I speak from experience. I am an introvert. It surprises most people because I’m outgoing and friendly and, in fact, very far from shy, but I prefer one person and one conversation at a time.
I fought this for years, always trying to be someone else. I made myself go to parties; I tried to fix what I thought was “wrong” with me. It didn’t help that other people would press, “But you’re so good with people” as if being introverted meant living on the dark side. But I finally got it.
This is also one of the blessings of being older. Along with the wrinkles comes a, “What you see is what you get” self-acceptance, or perhaps for introverts it’s, “Who you don’t see is what you get”. It is a great relief to stop trying to be who you’re not.
But it’s no wonder that we introverts are sometimes defensive. Seventy-five percent of the population is extraverted; we’re outnumbered three-to-one, and the American culture tends to reward extraversion, while being disdainful and suspicious of reflection and solitude.

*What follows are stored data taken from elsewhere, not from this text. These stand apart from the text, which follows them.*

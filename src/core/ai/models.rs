use serde::{Deserialize, Serialize};

#[derive(Debug, Clone, Serialize, Deserialize)]
pub struct AiMessage {
    pub role: String,
    pub content: String,
}

impl AiMessage {
    pub fn system(content: impl Into<String>) -> Self {
        Self {
            role: "system".to_string(),
            content: content.into(),
        }
    }

    pub fn user(content: impl Into<String>) -> Self {
        Self {
            role: "user".to_string(),
            content: content.into(),
        }
    }
}

/// Model and decoding parameters for a completion request.
#[derive(Debug, Clone)]
pub struct AiConfig {
    pub model: String,
    pub temperature: f32,
    pub max_tokens: u32,
    pub top_p: f32,
    pub frequency_penalty: f32,
    pub presence_penalty: f32,
}

impl Default for AiConfig {
    fn default() -> Self {
        Self {
            model: "gpt-4o-mini".to_string(),
            temperature: 1.0,
            max_tokens: 512,
            top_p: 1.0,
            frequency_penalty: 0.0,
            presence_penalty: 0.0,
        }
    }
}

I’ve learned to spot us though. We’re the folks walking toward a festive house saying, “How long do we have to stay?” Or we’re the ones in the center of the room assessing other’s interactions, and slowly backing toward the door. Introverts crave meaning, so party chitchat feels like sandpaper to our psyche.
Here’s what introverts are not: We’re not afraid and we’re not shy. Introversion has little to do with fear or reticence. We’re just focused, and we prefer one-on-one because we like to listen and we want to follow an idea all the way through to another interesting idea. Consequently small talk annoys us. So does pretending to be happy or excited or anything that we’re not.
Many great leaders are introverts and I think that many of our better presidents have been introverts: Lincoln, Carter and the John Adams—both father and son.  No, maybe I’m not being totally fair, but life isn’t fair to introverts. Introverted kids are pressured to “speak up” and “make friends” or told they’re not leaders. We’re hounded to “be more outgoing” and tortured with invitations that begin, “Why don’t we all…” …No thanks, we don’t want to do anything that involves “we” and “all”. We prefer to visit you, just you, and not a dozen other people.
The philosopher Pascal wrote, “The sole cause of man’s unhappiness is that he does not know how to stay quietly in his room.”  Introverts do. So let’s make January 2nd, Happy Introvert Day. We’ll be quiet and happy. As a bonus, January’s weather is on our side.
You say it might snow? Oh darn, I guess I’ll have to stay home.